FLANQUÉ des dirigeants locaux du PTI, Salman Akram Raja s'adresse à une conférence de presse à Lahore.—PPI
• Salman Akram Raja déclare que les critiques sont « durs d'oreille » et affirme que le parti est devenu la plus grande force sociale du pays
• Junaid Akbar Khan qualifie le Baloutchistan de « garant de la stabilité du pays » et attaque le gouvernement à propos de la situation en matière d'ordre public
LAHORE / QUETTA : Détournant les critiques selon lesquelles le parti s'est égaré face à l'intransigeance du gouvernement, les dirigeants du principal parti d'opposition, le PTI, ont soutenu que garantir la liberté d'Imran Khan restait leur « objectif ultime ».
Lors d'interactions séparées avec les médias jeudi, le secrétaire général du PTI, Salman Akram Raja, et le président de la section du KP du parti, Junaid Akbar Khan, ont mis le gouvernement au pilori et ont tenté d'écarter l'impression que le parti s'était détourné de la mission de son fondateur.

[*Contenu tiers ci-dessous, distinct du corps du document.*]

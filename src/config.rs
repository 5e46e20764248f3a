//! Service configuration parsed from environment variables.

#[cfg(test)]
#[path = "config_test.rs"]
mod config_test;

pub const DEFAULT_PORT: u16 = 3000;
pub const DEFAULT_DB_MAX_CONNECTIONS: u32 = 5;
pub const DEFAULT_CORS_ALLOW_ORIGIN: &str = "*";

#[derive(Debug, thiserror::Error, PartialEq, Eq)]
pub enum ConfigError {
    #[error("{var} is required")]
    Missing { var: &'static str },
    #[error("{var} has invalid value {value:?}")]
    Invalid { var: &'static str, value: String },
}

#[derive(Debug, Clone, PartialEq, Eq)]
pub struct Config {
    pub database_url: String,
    pub port: u16,
    pub db_max_connections: u32,
    pub cors_allow_origin: String,
}

impl Config {
    /// Build typed config from the process environment.
    ///
    /// Required:
    /// - `DATABASE_URL`
    ///
    /// Optional:
    /// - `PORT`: default 3000
    /// - `DB_MAX_CONNECTIONS`: default 5
    /// - `CORS_ALLOW_ORIGIN`: default `*`
    ///
    /// # Errors
    ///
    /// Returns a `ConfigError` when a required variable is missing or a
    /// numeric variable does not parse.
    pub fn from_env() -> Result<Self, ConfigError> {
        Self::from_lookup(|key| std::env::var(key).ok())
    }

    /// Build config from an arbitrary variable lookup.
    ///
    /// # Errors
    ///
    /// See [`Config::from_env`].
    pub fn from_lookup(lookup: impl Fn(&str) -> Option<String>) -> Result<Self, ConfigError> {
        let database_url = lookup("DATABASE_URL")
            .filter(|v| !v.trim().is_empty())
            .ok_or(ConfigError::Missing { var: "DATABASE_URL" })?;
        let port = parse_or(&lookup, "PORT", DEFAULT_PORT)?;
        let db_max_connections = parse_or(&lookup, "DB_MAX_CONNECTIONS", DEFAULT_DB_MAX_CONNECTIONS)?;
        if db_max_connections == 0 {
            return Err(ConfigError::Invalid { var: "DB_MAX_CONNECTIONS", value: "0".into() });
        }
        let cors_allow_origin = lookup("CORS_ALLOW_ORIGIN")
            .filter(|v| !v.trim().is_empty())
            .unwrap_or_else(|| DEFAULT_CORS_ALLOW_ORIGIN.to_owned());

        Ok(Self { database_url, port, db_max_connections, cors_allow_origin })
    }
}

fn parse_or<T: std::str::FromStr>(
    lookup: &impl Fn(&str) -> Option<String>,
    var: &'static str,
    default: T,
) -> Result<T, ConfigError> {
    match lookup(var) {
        None => Ok(default),
        Some(raw) => raw.trim().parse().map_err(|_| ConfigError::Invalid { var, value: raw }),
    }
}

S'adressant aux journalistes du Lahore Press Club, Raja a insisté sur le fait qu'il s'agissait d'une « fausse affirmation selon laquelle le PTI aurait été supprimé » ou réduit au silence, affirmant que les critiques « avaient un problème d'audition ».
Au contraire, a-t-il affirmé, le parti est devenu « la plus grande force sociale » du pays et « continuera à contester le système de tyrannie et d’oppression ».

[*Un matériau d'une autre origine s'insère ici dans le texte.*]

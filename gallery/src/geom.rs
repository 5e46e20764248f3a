#[cfg(test)]
#[path = "geom_test.rs"]
mod geom_test;

use serde::{Deserialize, Serialize};

use crate::consts::{MIN_TILE_HEIGHT, MIN_TILE_WIDTH};

/// A point or offset in canvas-local CSS pixels.
#[derive(Debug, Clone, Copy, PartialEq, Default, Serialize, Deserialize)]
pub struct Point {
    pub x: f64,
    pub y: f64,
}

impl Point {
    #[must_use]
    pub fn new(x: f64, y: f64) -> Self {
        Self { x, y }
    }

    /// Component-wise `self - other`.
    #[must_use]
    pub fn sub(self, other: Point) -> Point {
        Point { x: self.x - other.x, y: self.y - other.y }
    }
}

/// Tile dimensions in CSS pixels.
#[derive(Debug, Clone, Copy, PartialEq, Serialize, Deserialize)]
pub struct Size {
    pub width: f64,
    pub height: f64,
}

impl Size {
    #[must_use]
    pub fn new(width: f64, height: f64) -> Self {
        Self { width, height }
    }

    /// Clamp to the minimum tile size. Non-finite components fall back to the minimum.
    #[must_use]
    pub fn clamped(self) -> Self {
        Self {
            width: clamp_dimension(self.width, MIN_TILE_WIDTH),
            height: clamp_dimension(self.height, MIN_TILE_HEIGHT),
        }
    }

    /// Grow or shrink by `delta`, clamping to the minimum tile size.
    #[must_use]
    pub fn resized_by(self, delta: Point) -> Self {
        Self::new(self.width + delta.x, self.height + delta.y).clamped()
    }
}

fn clamp_dimension(value: f64, min: f64) -> f64 {
    if value.is_finite() { value.max(min) } else { min }
}

/// Axis-aligned rectangle used for hit-testing tile parts.
#[derive(Debug, Clone, Copy, PartialEq)]
pub struct Rect {
    pub origin: Point,
    pub size: Size,
}

impl Rect {
    #[must_use]
    pub fn new(x: f64, y: f64, width: f64, height: f64) -> Self {
        Self { origin: Point::new(x, y), size: Size::new(width, height) }
    }

    /// Inclusive containment test.
    #[must_use]
    pub fn contains(&self, pt: Point) -> bool {
        pt.x >= self.origin.x
            && pt.x <= self.origin.x + self.size.width
            && pt.y >= self.origin.y
            && pt.y <= self.origin.y + self.size.height
    }
}
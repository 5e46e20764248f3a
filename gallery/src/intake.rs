//! Upload intake: turn a selected or dropped file into a tile descriptor.
//!
//! The canvas only ever sees finished descriptors. Decoding may be slow
//! (the browser reads files asynchronously), so the intake is an async
//! trait; its failures are returned to the caller instead of being logged
//! and dropped.

#[cfg(test)]
#[path = "intake_test.rs"]
mod intake_test;

use base64::Engine as _;
use base64::engine::general_purpose::STANDARD;

use crate::consts::MAX_UPLOAD_BYTES;
use crate::doc::TileDescriptor;

#[derive(Debug, thiserror::Error, PartialEq, Eq)]
pub enum IntakeError {
    #[error("no file was selected")]
    EmptySelection,
    #[error("file {name} is empty")]
    EmptyFile { name: String },
    #[error("file is {size} bytes, limit is {limit}")]
    TooLarge { size: usize, limit: usize },
    #[error("{mime} is not an image type")]
    NotAnImage { mime: String },
    #[error("file {name} does not contain a recognised image format")]
    Undecodable { name: String },
}

/// A file handed over by a file input or a drop.
#[derive(Debug, Clone, PartialEq, Eq)]
pub struct SelectedFile {
    pub name: String,
    /// Declared media type, e.g. `image/png`.
    pub mime: String,
    pub bytes: Vec<u8>,
}

/// Converts user-selected files into tile descriptors.
#[allow(async_fn_in_trait)]
pub trait UploadIntake {
    /// Decode the first selected file.
    ///
    /// # Errors
    ///
    /// Returns an `IntakeError` when nothing was selected or the file cannot
    /// be turned into a displayable image.
    async fn decode(&self, files: Vec<SelectedFile>) -> Result<TileDescriptor, IntakeError>;
}

/// Intake that inlines the image as a base64 `data:` URL.
#[derive(Debug, Clone, Copy)]
pub struct DataUrlIntake {
    max_bytes: usize,
}

impl Default for DataUrlIntake {
    fn default() -> Self {
        Self { max_bytes: MAX_UPLOAD_BYTES }
    }
}

impl DataUrlIntake {
    #[must_use]
    pub fn new() -> Self {
        Self::default()
    }

    /// Override the size limit.
    #[must_use]
    pub fn with_max_bytes(max_bytes: usize) -> Self {
        Self { max_bytes }
    }

    fn decode_one(&self, file: &SelectedFile) -> Result<TileDescriptor, IntakeError> {
        if file.bytes.is_empty() {
            return Err(IntakeError::EmptyFile { name: file.name.clone() });
        }
        if file.bytes.len() > self.max_bytes {
            return Err(IntakeError::TooLarge { size: file.bytes.len(), limit: self.max_bytes });
        }
        if !file.mime.starts_with("image/") {
            return Err(IntakeError::NotAnImage { mime: file.mime.clone() });
        }
        let Some(mime) = sniff_image_type(&file.bytes) else {
            return Err(IntakeError::Undecodable { name: file.name.clone() });
        };

        let caption = default_caption(&file.name);
        Ok(TileDescriptor {
            image_ref: format!("data:{mime};base64,{}", STANDARD.encode(&file.bytes)),
            alt_text: caption.clone(),
            caption,
        })
    }
}

impl UploadIntake for DataUrlIntake {
    async fn decode(&self, files: Vec<SelectedFile>) -> Result<TileDescriptor, IntakeError> {
        let Some(file) = files.first() else {
            tracing::warn!("upload rejected: empty selection");
            return Err(IntakeError::EmptySelection);
        };
        self.decode_one(file).inspect_err(|e| {
            tracing::warn!(file = %file.name, error = %e, "upload rejected");
        })
    }
}

/// File name without its final extension; the whole name if that leaves nothing.
#[must_use]
pub fn default_caption(file_name: &str) -> String {
    match file_name.rsplit_once('.') {
        Some((stem, _)) if !stem.is_empty() => stem.to_owned(),
        _ => file_name.to_owned(),
    }
}

/// Identify an image by its leading bytes.
///
/// Raster formats are matched by magic number. AVIF and HEIC share the ISO
/// media `ftyp` box and are told apart by its major brand. SVG is text, so
/// it is recognised by an `<svg` root near the start of the document.
#[must_use]
pub fn sniff_image_type(bytes: &[u8]) -> Option<&'static str> {
    const PNG: &[u8] = &[0x89, b'P', b'N', b'G', 0x0D, 0x0A, 0x1A, 0x0A];
    const JPEG: &[u8] = &[0xFF, 0xD8, 0xFF];
    const ICO: &[u8] = &[0, 0, 1, 0];

    if bytes.starts_with(PNG) {
        Some("image/png")
    } else if bytes.starts_with(JPEG) {
        Some("image/jpeg")
    } else if bytes.starts_with(b"GIF87a") || bytes.starts_with(b"GIF89a") {
        Some("image/gif")
    } else if bytes.len() >= 12 && bytes.starts_with(b"RIFF") && &bytes[8..12] == b"WEBP" {
        Some("image/webp")
    } else if bytes.starts_with(b"BM") && bytes.len() >= 14 {
        Some("image/bmp")
    } else if bytes.starts_with(b"II*\0") || bytes.starts_with(b"MM\0*") {
        Some("image/tiff")
    } else if bytes.starts_with(ICO) {
        Some("image/x-icon")
    } else if let Some(brand) = iso_media_brand(bytes) {
        match brand {
            b"avif" | b"avis" => Some("image/avif"),
            b"heic" | b"heix" | b"mif1" => Some("image/heic"),
            _ => None,
        }
    } else if looks_like_svg(bytes) {
        Some("image/svg+xml")
    } else {
        None
    }
}

fn iso_media_brand(bytes: &[u8]) -> Option<&[u8]> {
    (bytes.len() >= 12 && &bytes[4..8] == b"ftyp").then(|| &bytes[8..12])
}

fn looks_like_svg(bytes: &[u8]) -> bool {
    let head = &bytes[..bytes.len().min(1024)];
    let text = String::from_utf8_lossy(head);
    let text = text.trim_start_matches('\u{feff}').trim_start();
    (text.starts_with("<svg") || text.starts_with("<?xml") || text.starts_with("<!DOCTYPE svg"))
        && text.contains("<svg")
}
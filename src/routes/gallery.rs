//! Gallery REST routes.
//!
//! Every route is scoped by a `memberId` query parameter and answers with
//! `Cache-Control: no-store`, since a gallery changes on every gesture.

#[cfg(test)]
#[path = "gallery_test.rs"]
mod gallery_test;

use ::gallery::doc::Tile;
use axum::extract::{Path, Query, State};
use axum::http::StatusCode;
use axum::http::header::CACHE_CONTROL;
use axum::response::{IntoResponse, Json, Response};
use serde::Deserialize;
use uuid::Uuid;

use crate::services::gallery::{self, GalleryError};
use crate::state::AppState;

#[derive(Debug, Default, Deserialize)]
#[serde(rename_all = "camelCase")]
pub struct MemberQuery {
    pub member_id: Option<String>,
}

/// A `GalleryError` rendered as a JSON error body.
#[derive(Debug)]
pub struct ApiError(pub GalleryError);

impl From<GalleryError> for ApiError {
    fn from(err: GalleryError) -> Self {
        Self(err)
    }
}

impl ApiError {
    #[must_use]
    pub fn status(&self) -> StatusCode {
        gallery_error_to_status(&self.0)
    }
}

impl IntoResponse for ApiError {
    fn into_response(self) -> Response {
        let status = self.status();
        let message = match &self.0 {
            GalleryError::Database(e) => {
                tracing::error!(error = %e, "gallery database error");
                "Internal server error".to_owned()
            }
            other => other.to_string(),
        };
        no_store(status, Json(serde_json::json!({ "error": message })))
    }
}

/// `GET /api/gallery?memberId=`: the member's tiles in paint order.
pub async fn get_gallery(
    State(state): State<AppState>,
    Query(query): Query<MemberQuery>,
) -> Result<Response, ApiError> {
    let member = gallery::member_id(query.member_id.as_deref())?;
    let tiles = gallery::load_gallery(&state.pool, member).await?;
    Ok(no_store(StatusCode::OK, Json(tiles)))
}

/// `PUT /api/gallery?memberId=`: replace the member's tiles.
pub async fn put_gallery(
    State(state): State<AppState>,
    Query(query): Query<MemberQuery>,
    Json(tiles): Json<Vec<Tile>>,
) -> Result<Response, ApiError> {
    let member = gallery::member_id(query.member_id.as_deref())?;
    let stored = gallery::replace_gallery(&state.pool, member, tiles).await?;
    Ok(no_store(StatusCode::OK, Json(stored)))
}

/// `DELETE /api/gallery/tiles/:id?memberId=`: remove one tile.
pub async fn delete_gallery_tile(
    State(state): State<AppState>,
    Query(query): Query<MemberQuery>,
    Path(id): Path<Uuid>,
) -> Result<Response, ApiError> {
    let member = gallery::member_id(query.member_id.as_deref())?;
    gallery::delete_tile(&state.pool, member, id).await?;
    Ok(no_store(StatusCode::OK, Json(serde_json::json!({ "success": true }))))
}

pub(crate) fn gallery_error_to_status(err: &GalleryError) -> StatusCode {
    match err {
        GalleryError::MissingMember => StatusCode::BAD_REQUEST,
        GalleryError::NotFound(_) => StatusCode::NOT_FOUND,
        GalleryError::Invalid(_) => StatusCode::UNPROCESSABLE_ENTITY,
        GalleryError::Database(_) => StatusCode::INTERNAL_SERVER_ERROR,
    }
}

fn no_store(status: StatusCode, body: impl IntoResponse) -> Response {
    (status, [(CACHE_CONTROL, "no-store")], body).into_response()
}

Raja a averti qu’un point d’ébullition avait été atteint, ajoutant que « les dirigeants ne disposeront pas de balles » lorsque les gens descendront dans la rue.

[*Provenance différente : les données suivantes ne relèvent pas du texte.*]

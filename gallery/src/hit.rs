#[cfg(test)]
#[path = "hit_test.rs"]
mod hit_test;

use crate::consts::{EDIT_BUTTON_INSET_PX, EDIT_BUTTON_PX, RESIZE_HANDLE_PX};
use crate::doc::{Tile, TileId};
use crate::geom::{Point, Rect};
use crate::input::TilePart;

/// Result of a hit test.
#[derive(Debug, Clone, Copy, PartialEq, Eq)]
pub struct Hit {
    pub tile_id: TileId,
    pub part: TilePart,
}

/// Bounds of the resize handle in the bottom-right corner.
#[must_use]
pub fn resize_handle_rect(tile: &Tile) -> Rect {
    let size = tile.size();
    Rect::new(
        tile.position.x + size.width - RESIZE_HANDLE_PX,
        tile.position.y + size.height - RESIZE_HANDLE_PX,
        RESIZE_HANDLE_PX,
        RESIZE_HANDLE_PX,
    )
}

/// Bounds of the style-edit button near the top-right corner.
#[must_use]
pub fn edit_button_rect(tile: &Tile) -> Rect {
    let size = tile.size();
    Rect::new(
        tile.position.x + size.width - EDIT_BUTTON_INSET_PX - EDIT_BUTTON_PX,
        tile.position.y + EDIT_BUTTON_INSET_PX,
        EDIT_BUTTON_PX,
        EDIT_BUTTON_PX,
    )
}

/// Classify a point against one tile. The resize handle wins over the edit
/// button, which wins over the body.
#[must_use]
pub fn tile_part_at(tile: &Tile, pt: Point) -> Option<TilePart> {
    if resize_handle_rect(tile).contains(pt) {
        return Some(TilePart::ResizeHandle);
    }
    if edit_button_rect(tile).contains(pt) {
        return Some(TilePart::EditButton);
    }
    let body = Rect { origin: tile.position, size: tile.size() };
    body.contains(pt).then_some(TilePart::Body)
}

/// Find the top-most tile part under `pt`.
///
/// `raised` is painted above everything else, so it is checked first; the
/// rest are checked in reverse paint order.
#[must_use]
pub fn hit_test(pt: Point, tiles: &[Tile], raised: Option<TileId>) -> Option<Hit> {
    let raised_tile = raised.and_then(|id| tiles.iter().find(|t| t.id == id));
    raised_tile
        .into_iter()
        .chain(tiles.iter().rev().filter(|t| Some(t.id) != raised))
        .find_map(|tile| tile_part_at(tile, pt).map(|part| Hit { tile_id: tile.id, part }))
}
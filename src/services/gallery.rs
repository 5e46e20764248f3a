//! Gallery service: load, replace and delete a member's tiles.
//!
//! DESIGN
//! ======
//! Each tile is stored as one JSONB record keyed by `(member_id, id)` with an
//! explicit ordinal, so paint order survives a round trip. The client always
//! sends its whole collection; `replace_gallery` applies it in a single
//! transaction, deleting rows that are no longer present.
//!
//! Records are read back through `gallery::doc::Tile`'s deserializer, which
//! clamps sizes and re-derives caption shadows.

#[cfg(test)]
#[path = "gallery_test.rs"]
mod gallery_test;

use std::collections::HashSet;

use ::gallery::doc::Tile;
use sqlx::PgPool;
use sqlx::types::Json;
use tracing::info;
use uuid::Uuid;

/// Largest collection accepted in one snapshot.
pub const MAX_TILES: usize = 200;

#[derive(Debug, thiserror::Error)]
pub enum GalleryError {
    #[error("Member ID required")]
    MissingMember,
    #[error("tile not found: {0}")]
    NotFound(Uuid),
    #[error("invalid gallery: {0}")]
    Invalid(String),
    #[error("database error: {0}")]
    Database(#[from] sqlx::Error),
}

/// Extract a usable member id from the raw query value.
///
/// # Errors
///
/// Returns `GalleryError::MissingMember` when the value is absent or blank.
pub fn member_id(raw: Option<&str>) -> Result<&str, GalleryError> {
    raw.map(str::trim).filter(|m| !m.is_empty()).ok_or(GalleryError::MissingMember)
}

/// Check a snapshot before it is stored.
///
/// # Errors
///
/// Returns `GalleryError::Invalid` for duplicate ids, tiles without an image,
/// or a collection larger than `MAX_TILES`.
pub fn validate_snapshot(tiles: &[Tile]) -> Result<(), GalleryError> {
    if tiles.len() > MAX_TILES {
        return Err(GalleryError::Invalid(format!("{} tiles exceeds the limit of {MAX_TILES}", tiles.len())));
    }
    let mut seen = HashSet::with_capacity(tiles.len());
    for tile in tiles {
        if !seen.insert(tile.id) {
            return Err(GalleryError::Invalid(format!("duplicate tile id {}", tile.id)));
        }
        if tile.image_ref.trim().is_empty() {
            return Err(GalleryError::Invalid(format!("tile {} has no image", tile.id)));
        }
    }
    Ok(())
}

/// Load a member's tiles in paint order. An unknown member has no tiles.
///
/// # Errors
///
/// Returns a database error if the query fails.
pub async fn load_gallery(pool: &PgPool, member: &str) -> Result<Vec<Tile>, GalleryError> {
    let rows = sqlx::query_as::<_, (Json<Tile>,)>(
        "SELECT record FROM gallery_tiles WHERE member_id = $1 ORDER BY ordinal ASC, created_at ASC",
    )
    .bind(member)
    .fetch_all(pool)
    .await?;

    Ok(rows.into_iter().map(|(Json(tile),)| tile).collect())
}

/// Replace a member's tiles with `tiles` and return the stored collection.
///
/// # Errors
///
/// Returns `GalleryError::Invalid` if the snapshot fails validation, or a
/// database error if any statement fails (nothing is committed then).
pub async fn replace_gallery(pool: &PgPool, member: &str, tiles: Vec<Tile>) -> Result<Vec<Tile>, GalleryError> {
    validate_snapshot(&tiles)?;

    let ids: Vec<Uuid> = tiles.iter().map(|t| t.id).collect();
    let mut tx = pool.begin().await?;

    let removed = sqlx::query("DELETE FROM gallery_tiles WHERE member_id = $1 AND NOT (id = ANY($2))")
        .bind(member)
        .bind(&ids)
        .execute(&mut *tx)
        .await?
        .rows_affected();

    for (ordinal, tile) in (0_i32..).zip(tiles.iter()) {
        sqlx::query(
            "INSERT INTO gallery_tiles (member_id, id, ordinal, record)
             VALUES ($1, $2, $3, $4)
             ON CONFLICT (member_id, id)
             DO UPDATE SET ordinal = EXCLUDED.ordinal, record = EXCLUDED.record, updated_at = now()",
        )
        .bind(member)
        .bind(tile.id)
        .bind(ordinal)
        .bind(Json(tile))
        .execute(&mut *tx)
        .await?;
    }

    tx.commit().await?;
    info!(%member, tiles = tiles.len(), removed, "gallery replaced");
    Ok(tiles)
}

/// Delete one tile.
///
/// # Errors
///
/// Returns `GalleryError::NotFound` if the member has no such tile.
pub async fn delete_tile(pool: &PgPool, member: &str, id: Uuid) -> Result<(), GalleryError> {
    let result = sqlx::query("DELETE FROM gallery_tiles WHERE member_id = $1 AND id = $2")
        .bind(member)
        .bind(id)
        .execute(pool)
        .await?;

    if result.rows_affected() == 0 {
        return Err(GalleryError::NotFound(id));
    }
    info!(%member, tile = %id, "gallery tile deleted");
    Ok(())
}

Flanqué d'autres dirigeants du PTI, dont le président du parti à Lahore, Mian Akram Usman, M. Raja a déclaré que le parti avait bravé la répression politique, le traitement brutal infligé aux dirigeants et aux travailleurs et le harcèlement de leurs familles.
Il a insisté sur le fait que la direction du parti n’a pas cédé et est restée en « mode protestation ».
"Nous lancerons également un Jail Bharo Tehreek (mouvement d'arrestation judiciaire), si nécessaire", a-t-il ajouté.
Commentant l’isolement cellulaire du fondateur du parti et de son épouse, Bushra Bibi, il a averti que les dirigeants devraient « freiner leurs excès », car leurs actions violaient toutes les lois nationales et étrangères.
« Garant de la stabilité »
Pendant ce temps, s'adressant aux journalistes après avoir rencontré les responsables du PTI et les hauts membres de l'alliance Tehreek-i-Tahaffuz Ayeen-i-Pakistan (TTAP), Junaid Akbar Khan a réitéré que l'objectif ultime du parti restait la lutte pour la libération d'Imran Khan, la restauration de la démocratie et l'obtention d'une « vraie liberté ».
Il a qualifié le Baloutchistan de garant de la stabilité du Pakistan, le qualifiant d’une des régions les plus importantes et les plus belles du pays.
Junaid Akbar, qui est également président de la commission des comptes publics de l'Assemblée nationale, a déclaré que la province avait la chance d'avoir des ressources naturelles abondantes, une géographie stratégique, des frontières, le port de Gwadar et d'immenses opportunités, mais a affirmé que la mauvaise gouvernance avait privé la population des nécessités de base telles que la nourriture, les vêtements, le logement et l'eau potable.
Qualifiant la situation au Baloutchistan de très alarmante, il s'est dit préoccupé par l'évolution de la situation dans la province.
La solution à tous ces problèmes, a-t-il dit, réside dans l'État de droit, la suprématie constitutionnelle et la démocratie, ajoutant que le pouvoir au Baloutchistan devrait appartenir à ceux qui jouissent de la confiance du peuple.
Parlant de sa rencontre avec Akhtar Mengal, il a déclaré que le leader du BNP-M restait un allié, ajoutant que le PTI continuerait à travailler à ses côtés.